Top of Information given
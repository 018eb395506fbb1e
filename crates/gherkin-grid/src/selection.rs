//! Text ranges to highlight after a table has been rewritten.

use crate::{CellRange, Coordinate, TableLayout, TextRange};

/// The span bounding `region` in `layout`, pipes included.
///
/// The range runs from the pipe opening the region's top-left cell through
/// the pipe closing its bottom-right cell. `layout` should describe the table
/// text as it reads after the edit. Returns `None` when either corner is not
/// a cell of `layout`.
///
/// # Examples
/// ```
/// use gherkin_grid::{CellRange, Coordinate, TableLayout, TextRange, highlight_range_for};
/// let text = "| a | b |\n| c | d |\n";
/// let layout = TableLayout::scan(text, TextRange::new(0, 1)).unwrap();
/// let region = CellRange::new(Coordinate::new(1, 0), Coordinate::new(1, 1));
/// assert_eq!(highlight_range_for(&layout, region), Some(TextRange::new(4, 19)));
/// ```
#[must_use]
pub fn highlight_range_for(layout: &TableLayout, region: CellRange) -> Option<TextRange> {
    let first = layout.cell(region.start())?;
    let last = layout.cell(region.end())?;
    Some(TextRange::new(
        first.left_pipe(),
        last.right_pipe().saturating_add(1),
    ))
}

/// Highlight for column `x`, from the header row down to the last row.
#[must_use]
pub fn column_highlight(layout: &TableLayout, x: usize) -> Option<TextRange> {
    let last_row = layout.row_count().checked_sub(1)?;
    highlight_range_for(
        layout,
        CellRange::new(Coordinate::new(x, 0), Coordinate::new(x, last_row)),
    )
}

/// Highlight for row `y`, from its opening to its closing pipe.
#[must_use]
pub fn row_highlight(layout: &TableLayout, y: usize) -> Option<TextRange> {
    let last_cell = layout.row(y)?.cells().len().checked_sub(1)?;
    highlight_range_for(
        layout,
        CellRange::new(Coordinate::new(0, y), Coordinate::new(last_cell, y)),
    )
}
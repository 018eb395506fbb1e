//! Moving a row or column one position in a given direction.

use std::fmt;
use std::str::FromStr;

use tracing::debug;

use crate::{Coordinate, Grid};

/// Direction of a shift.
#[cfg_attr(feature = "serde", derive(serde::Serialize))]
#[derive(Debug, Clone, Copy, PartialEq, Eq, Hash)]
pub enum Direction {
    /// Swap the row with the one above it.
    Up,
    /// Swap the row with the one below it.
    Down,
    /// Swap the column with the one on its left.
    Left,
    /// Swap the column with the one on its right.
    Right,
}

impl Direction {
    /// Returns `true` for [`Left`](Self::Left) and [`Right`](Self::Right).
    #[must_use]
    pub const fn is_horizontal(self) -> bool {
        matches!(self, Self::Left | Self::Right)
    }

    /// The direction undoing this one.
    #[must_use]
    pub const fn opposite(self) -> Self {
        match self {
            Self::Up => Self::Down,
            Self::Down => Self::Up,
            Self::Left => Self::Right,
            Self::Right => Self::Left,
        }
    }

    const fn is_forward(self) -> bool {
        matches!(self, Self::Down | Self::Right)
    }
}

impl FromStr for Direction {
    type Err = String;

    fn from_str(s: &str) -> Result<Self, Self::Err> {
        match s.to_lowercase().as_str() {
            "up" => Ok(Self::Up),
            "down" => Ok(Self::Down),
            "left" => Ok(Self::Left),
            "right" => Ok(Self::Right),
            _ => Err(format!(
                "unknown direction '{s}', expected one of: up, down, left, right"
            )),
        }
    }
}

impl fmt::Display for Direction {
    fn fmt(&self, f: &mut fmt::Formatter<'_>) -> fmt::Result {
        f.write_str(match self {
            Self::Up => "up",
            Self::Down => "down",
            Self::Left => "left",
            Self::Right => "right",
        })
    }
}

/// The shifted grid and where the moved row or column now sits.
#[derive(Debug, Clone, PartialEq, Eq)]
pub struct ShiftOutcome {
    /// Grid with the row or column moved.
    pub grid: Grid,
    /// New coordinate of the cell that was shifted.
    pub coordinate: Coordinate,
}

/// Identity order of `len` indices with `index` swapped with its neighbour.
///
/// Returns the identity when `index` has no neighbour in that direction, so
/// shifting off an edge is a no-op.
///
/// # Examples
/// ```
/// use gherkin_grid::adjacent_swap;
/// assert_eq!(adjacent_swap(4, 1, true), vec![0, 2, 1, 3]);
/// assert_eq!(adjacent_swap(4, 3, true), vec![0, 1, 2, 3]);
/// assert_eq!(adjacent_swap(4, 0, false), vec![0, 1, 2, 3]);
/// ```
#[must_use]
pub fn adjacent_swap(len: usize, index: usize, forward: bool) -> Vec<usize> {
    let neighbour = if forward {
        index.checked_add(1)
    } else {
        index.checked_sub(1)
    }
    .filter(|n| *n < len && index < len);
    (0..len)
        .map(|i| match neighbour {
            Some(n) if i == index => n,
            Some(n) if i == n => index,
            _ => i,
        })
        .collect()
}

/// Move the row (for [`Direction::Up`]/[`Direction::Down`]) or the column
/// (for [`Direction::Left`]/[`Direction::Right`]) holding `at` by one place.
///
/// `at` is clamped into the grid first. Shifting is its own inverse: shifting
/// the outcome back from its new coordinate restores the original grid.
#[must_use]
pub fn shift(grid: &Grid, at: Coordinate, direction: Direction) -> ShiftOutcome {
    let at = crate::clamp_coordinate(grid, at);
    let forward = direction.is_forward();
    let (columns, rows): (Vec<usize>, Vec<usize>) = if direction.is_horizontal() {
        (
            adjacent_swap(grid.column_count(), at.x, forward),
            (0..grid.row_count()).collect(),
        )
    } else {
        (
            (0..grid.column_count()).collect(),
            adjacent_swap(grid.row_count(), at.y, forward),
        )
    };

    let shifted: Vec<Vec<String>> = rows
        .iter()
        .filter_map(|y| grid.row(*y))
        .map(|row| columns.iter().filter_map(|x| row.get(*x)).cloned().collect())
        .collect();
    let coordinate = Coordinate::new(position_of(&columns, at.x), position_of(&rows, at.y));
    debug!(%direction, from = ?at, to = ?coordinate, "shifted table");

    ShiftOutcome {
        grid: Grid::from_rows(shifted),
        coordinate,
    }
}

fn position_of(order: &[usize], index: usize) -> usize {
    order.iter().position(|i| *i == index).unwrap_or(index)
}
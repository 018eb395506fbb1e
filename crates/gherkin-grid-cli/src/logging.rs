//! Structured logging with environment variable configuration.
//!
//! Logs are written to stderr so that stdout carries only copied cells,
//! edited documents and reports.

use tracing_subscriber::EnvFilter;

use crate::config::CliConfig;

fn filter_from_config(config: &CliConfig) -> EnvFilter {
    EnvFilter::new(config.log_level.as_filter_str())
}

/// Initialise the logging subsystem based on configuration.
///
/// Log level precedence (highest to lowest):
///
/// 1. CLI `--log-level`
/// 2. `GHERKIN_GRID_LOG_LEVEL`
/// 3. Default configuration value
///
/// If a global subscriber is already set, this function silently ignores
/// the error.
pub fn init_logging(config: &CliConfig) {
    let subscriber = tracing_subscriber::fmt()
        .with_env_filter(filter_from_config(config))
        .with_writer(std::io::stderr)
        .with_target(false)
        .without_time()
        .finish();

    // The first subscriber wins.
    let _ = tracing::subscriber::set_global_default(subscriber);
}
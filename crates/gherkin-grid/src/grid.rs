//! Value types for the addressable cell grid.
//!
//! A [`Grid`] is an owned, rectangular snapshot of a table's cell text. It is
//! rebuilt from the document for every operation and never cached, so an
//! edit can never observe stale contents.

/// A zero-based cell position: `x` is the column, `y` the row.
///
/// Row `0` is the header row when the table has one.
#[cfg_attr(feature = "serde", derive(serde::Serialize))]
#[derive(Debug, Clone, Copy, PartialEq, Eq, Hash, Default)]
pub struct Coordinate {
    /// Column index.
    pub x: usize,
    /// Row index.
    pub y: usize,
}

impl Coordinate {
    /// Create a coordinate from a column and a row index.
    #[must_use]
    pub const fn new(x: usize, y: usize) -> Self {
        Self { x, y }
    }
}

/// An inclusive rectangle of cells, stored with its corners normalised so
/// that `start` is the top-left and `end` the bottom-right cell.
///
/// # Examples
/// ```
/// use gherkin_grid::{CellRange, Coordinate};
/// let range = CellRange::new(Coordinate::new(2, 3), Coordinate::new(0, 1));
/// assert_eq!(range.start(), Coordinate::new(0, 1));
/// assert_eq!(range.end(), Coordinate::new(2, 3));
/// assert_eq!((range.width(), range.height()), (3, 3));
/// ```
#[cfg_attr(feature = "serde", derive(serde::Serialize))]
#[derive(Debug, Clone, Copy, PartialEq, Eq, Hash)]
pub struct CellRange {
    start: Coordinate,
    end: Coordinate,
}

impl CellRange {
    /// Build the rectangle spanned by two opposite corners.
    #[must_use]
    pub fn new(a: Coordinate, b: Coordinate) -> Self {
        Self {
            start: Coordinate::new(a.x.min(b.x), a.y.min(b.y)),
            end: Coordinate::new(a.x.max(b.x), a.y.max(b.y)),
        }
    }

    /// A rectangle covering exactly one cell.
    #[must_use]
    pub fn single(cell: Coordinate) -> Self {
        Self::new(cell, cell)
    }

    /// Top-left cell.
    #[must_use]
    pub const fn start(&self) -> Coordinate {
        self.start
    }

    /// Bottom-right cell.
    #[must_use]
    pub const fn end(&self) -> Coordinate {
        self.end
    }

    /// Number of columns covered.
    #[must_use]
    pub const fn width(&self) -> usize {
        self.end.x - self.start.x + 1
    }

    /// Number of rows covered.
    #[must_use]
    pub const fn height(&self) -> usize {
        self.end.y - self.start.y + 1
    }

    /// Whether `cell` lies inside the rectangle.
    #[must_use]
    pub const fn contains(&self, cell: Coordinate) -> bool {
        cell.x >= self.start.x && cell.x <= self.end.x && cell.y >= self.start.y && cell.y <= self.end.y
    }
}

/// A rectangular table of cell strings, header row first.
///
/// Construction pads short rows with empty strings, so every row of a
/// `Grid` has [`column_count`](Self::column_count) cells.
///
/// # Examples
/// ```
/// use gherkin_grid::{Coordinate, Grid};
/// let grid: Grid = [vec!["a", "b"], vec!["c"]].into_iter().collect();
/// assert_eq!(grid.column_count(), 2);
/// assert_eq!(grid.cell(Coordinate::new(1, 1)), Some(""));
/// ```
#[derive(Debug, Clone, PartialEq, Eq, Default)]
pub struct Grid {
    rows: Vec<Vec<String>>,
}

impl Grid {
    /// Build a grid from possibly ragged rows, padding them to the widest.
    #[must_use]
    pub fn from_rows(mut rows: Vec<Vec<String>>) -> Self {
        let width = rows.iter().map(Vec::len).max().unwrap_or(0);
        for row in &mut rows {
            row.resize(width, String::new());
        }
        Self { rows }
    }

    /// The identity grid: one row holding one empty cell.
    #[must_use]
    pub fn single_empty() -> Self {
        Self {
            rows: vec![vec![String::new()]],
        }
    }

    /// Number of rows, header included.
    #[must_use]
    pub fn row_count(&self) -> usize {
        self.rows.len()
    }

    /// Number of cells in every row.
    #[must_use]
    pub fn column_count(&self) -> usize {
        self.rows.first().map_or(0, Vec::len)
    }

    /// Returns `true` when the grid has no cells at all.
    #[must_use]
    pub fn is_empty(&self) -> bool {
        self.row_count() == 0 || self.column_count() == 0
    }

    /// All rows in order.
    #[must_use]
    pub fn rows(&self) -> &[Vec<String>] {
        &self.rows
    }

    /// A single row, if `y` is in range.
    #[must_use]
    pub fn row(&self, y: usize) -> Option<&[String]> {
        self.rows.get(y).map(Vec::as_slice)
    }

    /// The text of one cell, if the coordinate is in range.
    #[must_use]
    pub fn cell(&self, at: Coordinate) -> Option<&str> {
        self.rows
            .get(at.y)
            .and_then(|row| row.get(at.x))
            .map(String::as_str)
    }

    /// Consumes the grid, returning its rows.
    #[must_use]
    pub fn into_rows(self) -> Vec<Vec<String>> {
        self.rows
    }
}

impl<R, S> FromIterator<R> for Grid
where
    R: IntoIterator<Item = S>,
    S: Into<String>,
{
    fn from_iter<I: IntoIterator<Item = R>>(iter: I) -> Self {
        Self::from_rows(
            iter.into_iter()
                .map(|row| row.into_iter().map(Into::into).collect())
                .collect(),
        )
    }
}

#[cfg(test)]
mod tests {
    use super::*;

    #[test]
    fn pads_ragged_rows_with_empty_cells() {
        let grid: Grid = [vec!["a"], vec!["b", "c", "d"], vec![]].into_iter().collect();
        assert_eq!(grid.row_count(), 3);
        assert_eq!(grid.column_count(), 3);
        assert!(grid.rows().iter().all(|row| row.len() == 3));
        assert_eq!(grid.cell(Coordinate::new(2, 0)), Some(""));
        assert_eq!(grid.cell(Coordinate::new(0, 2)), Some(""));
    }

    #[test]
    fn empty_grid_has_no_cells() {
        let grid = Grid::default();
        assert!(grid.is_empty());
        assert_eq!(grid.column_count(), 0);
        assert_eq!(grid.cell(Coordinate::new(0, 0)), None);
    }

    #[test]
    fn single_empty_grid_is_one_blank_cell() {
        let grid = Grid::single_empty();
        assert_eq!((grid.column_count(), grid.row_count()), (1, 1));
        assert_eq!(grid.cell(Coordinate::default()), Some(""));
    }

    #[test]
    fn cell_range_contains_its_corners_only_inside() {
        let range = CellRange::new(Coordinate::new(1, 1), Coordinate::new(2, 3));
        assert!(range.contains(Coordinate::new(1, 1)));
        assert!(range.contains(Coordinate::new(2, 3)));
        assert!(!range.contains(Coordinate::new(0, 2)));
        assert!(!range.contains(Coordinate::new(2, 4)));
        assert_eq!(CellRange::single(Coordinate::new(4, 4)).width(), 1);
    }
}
Bottom of Information given
Problem to work on
The answer must consist of every line above that contains the word "TextRange".

Response
use crate::{CellRange, Coordinate, TableLayout, TextRange};
/// use gherkin_grid::{CellRange, Coordinate, TableLayout, TextRange, highlight_range_for};
/// let layout = TableLayout::scan(text, TextRange::new(0, 1)).unwrap();
/// assert_eq!(highlight_range_for(&layout, region), Some(TextRange::new(4, 19)));
pub fn highlight_range_for(layout: &TableLayout, region: CellRange) -> Option<TextRange> {
    Some(TextRange::new(
pub fn column_highlight(layout: &TableLayout, x: usize) -> Option<TextRange> {
pub fn row_highlight(layout: &TableLayout, y: usize) -> Option<TextRange> {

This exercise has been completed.